Word for word, repeat each entry that follows.

DATA SUPPLIED:
──────────────────────────────
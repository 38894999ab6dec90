//! Ready-made informative records for each query kind.
//!
//! Values are plausible but fixed, so assertions can compare them directly.

use sitelens_core::{Field, FieldValue, NormalizedRecord, QueryKind};

fn record(
    kind: QueryKind,
    values: impl IntoIterator<Item = (Field, FieldValue)>,
) -> NormalizedRecord {
    let mut r = NormalizedRecord::unknown(kind);
    for (field, value) in values {
        // callers only pass fields of `kind`
        let _ = r.set(field, value);
    }
    r
}

/// Reachable site with the given status and latency.
#[must_use]
pub fn reachability_record(status: u64, millis: u64) -> NormalizedRecord {
    record(
        QueryKind::Reachability,
        [
            (Field::Accessible, FieldValue::Flag(true)),
            (Field::ResponseCode, FieldValue::Count(status)),
            (Field::ResponseTime, FieldValue::Millis(millis)),
        ],
    )
}

/// A public IPv4 answer with a five-minute TTL.
#[must_use]
pub fn dns_record(ip: &str) -> NormalizedRecord {
    record(
        QueryKind::Dns,
        [
            (Field::IpAddress, FieldValue::text(ip)),
            (Field::IpType, FieldValue::text("IPv4 Public")),
            (Field::Ttl, FieldValue::Count(300)),
        ],
    )
}

/// Nameserver list.
#[must_use]
pub fn nameservers_record(servers: &[&str]) -> NormalizedRecord {
    record(
        QueryKind::Nameservers,
        [(Field::Nameservers, FieldValue::list(servers.iter().copied()))],
    )
}

/// DNSSEC status.
#[must_use]
pub fn dnssec_record(enabled: bool) -> NormalizedRecord {
    let status = if enabled { "Enabled" } else { "Not enabled" };
    record(QueryKind::Dnssec, [(Field::Dnssec, FieldValue::text(status))])
}

/// Hosting record with a provider and location; other fields fixed.
#[must_use]
pub fn hosting_record(provider: &str, location: &str) -> NormalizedRecord {
    record(
        QueryKind::Hosting,
        [
            (Field::HostingProvider, FieldValue::text(provider)),
            (Field::ServerLocation, FieldValue::text(location)),
            (Field::Asn, FieldValue::text("AS15133")),
            (Field::Isp, FieldValue::text("Edgecast Inc.")),
            (Field::Timezone, FieldValue::text("America/Los_Angeles")),
            (Field::CountryCode, FieldValue::text("US")),
        ],
    )
}

/// Header record with the given server and a typical security header set.
#[must_use]
pub fn headers_record(server: &str) -> NormalizedRecord {
    record(
        QueryKind::Headers,
        [
            (Field::WebServer, FieldValue::text(server)),
            (Field::CdnProvider, FieldValue::text("No CDN detected")),
            (
                Field::SecurityHeaders,
                FieldValue::list(["HSTS", "X-Content-Type-Options"]),
            ),
        ],
    )
}

/// SEO record carrying only a title.
#[must_use]
pub fn seo_title_record(title: &str) -> NormalizedRecord {
    record(QueryKind::Seo, [(Field::PageTitle, FieldValue::text(title))])
}

/// SEO record carrying only content counts.
#[must_use]
pub fn seo_counts_record(h1: u64, images: u64, links: u64) -> NormalizedRecord {
    record(
        QueryKind::Seo,
        [
            (Field::H1Count, FieldValue::Count(h1)),
            (Field::ImageCount, FieldValue::Count(images)),
            (Field::LinkCount, FieldValue::Count(links)),
        ],
    )
}

/// An informative record for every kind, in `QueryKind::ALL` order.
#[must_use]
pub fn full_set() -> Vec<NormalizedRecord> {
    vec![
        reachability_record(200, 120),
        dns_record("93.184.216.34"),
        nameservers_record(&["a.iana-servers.net", "b.iana-servers.net"]),
        dnssec_record(true),
        hosting_record("Edgecast", "Los Angeles, California, United States"),
        headers_record("ECS"),
        seo_title_record("Example Domain"),
    ]
}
──────────────────────────────
OUTPUT:
repository 38894999ab6dec90
//! Ready-made informative records for each query kind.
//!
//! Values are plausible but fixed, so assertions can compare them directly.

use sitelens_core::{Field, FieldValue, NormalizedRecord, QueryKind};

fn record(
    kind: QueryKind,
    values: impl IntoIterator<Item = (Field, FieldValue)>,
) -> NormalizedRecord {
    let mut r = NormalizedRecord::unknown(kind);
    for (field, value) in values {
        // callers only pass fields of `kind`
        let _ = r.set(field, value);
    }
    r
}

/// Reachable site with the given status and latency.
#[must_use]
pub fn reachability_record(status: u64, millis: u64) -> NormalizedRecord {
    record(
        QueryKind::Reachability,
        [
            (Field::Accessible, FieldValue::Flag(true)),
            (Field::ResponseCode, FieldValue::Count(status)),
            (Field::ResponseTime, FieldValue::Millis(millis)),
        ],
    )
}

/// A public IPv4 answer with a five-minute TTL.
#[must_use]
pub fn dns_record(ip: &str) -> NormalizedRecord {
    record(
        QueryKind::Dns,
        [
            (Field::IpAddress, FieldValue::text(ip)),
            (Field::IpType, FieldValue::text("IPv4 Public")),
            (Field::Ttl, FieldValue::Count(300)),
        ],
    )
}

/// Nameserver list.
#[must_use]
pub fn nameservers_record(servers: &[&str]) -> NormalizedRecord {
    record(
        QueryKind::Nameservers,
        [(Field::Nameservers, FieldValue::list(servers.iter().copied()))],
    )
}

/// DNSSEC status.
#[must_use]
pub fn dnssec_record(enabled: bool) -> NormalizedRecord {
    let status = if enabled { "Enabled" } else { "Not enabled" };
    record(QueryKind::Dnssec, [(Field::Dnssec, FieldValue::text(status))])
}

/// Hosting record with a provider and location; other fields fixed.
#[must_use]
pub fn hosting_record(provider: &str, location: &str) -> NormalizedRecord {
    record(
        QueryKind::Hosting,
        [
            (Field::HostingProvider, FieldValue::text(provider)),
            (Field::ServerLocation, FieldValue::text(location)),
            (Field::Asn, FieldValue::text("AS15133")),
            (Field::Isp, FieldValue::text("Edgecast Inc.")),
            (Field::Timezone, FieldValue::text("America/Los_Angeles")),
            (Field::CountryCode, FieldValue::text("US")),
        ],
    )
}

/// Header record with the given server and a typical security header set.
#[must_use]
pub fn headers_record(server: &str) -> NormalizedRecord {
    record(
        QueryKind::Headers,
        [
            (Field::WebServer, FieldValue::text(server)),
            (Field::CdnProvider, FieldValue::text("No CDN detected")),
            (
                Field::SecurityHeaders,
                FieldValue::list(["HSTS", "X-Content-Type-Options"]),
            ),
        ],
    )
}

/// SEO record carrying only a title.
#[must_use]
pub fn seo_title_record(title: &str) -> NormalizedRecord {
    record(QueryKind::Seo, [(Field::PageTitle, FieldValue::text(title))])
}

/// SEO record carrying only content counts.
#[must_use]
pub fn seo_counts_record(h1: u64, images: u64, links: u64) -> NormalizedRecord {
    record(
        QueryKind::Seo,
        [
            (Field::H1Count, FieldValue::Count(h1)),
            (Field::ImageCount, FieldValue::Count(images)),
            (Field::LinkCount, FieldValue::Count(links)),
        ],
    )
}

/// An informative record for every kind, in `QueryKind::ALL` order.
#[must_use]
pub fn full_set() -> Vec<NormalizedRecord> {
    vec![
        reachability_record(200, 120),
        dns_record("93.184.216.34"),
        nameservers_record(&["a.iana-servers.net", "b.iana-servers.net"]),
        dnssec_record(true),
        hosting_record("Edgecast", "Los Angeles, California, United States"),
        headers_record("ECS"),
        seo_title_record("Example Domain"),
    ]
}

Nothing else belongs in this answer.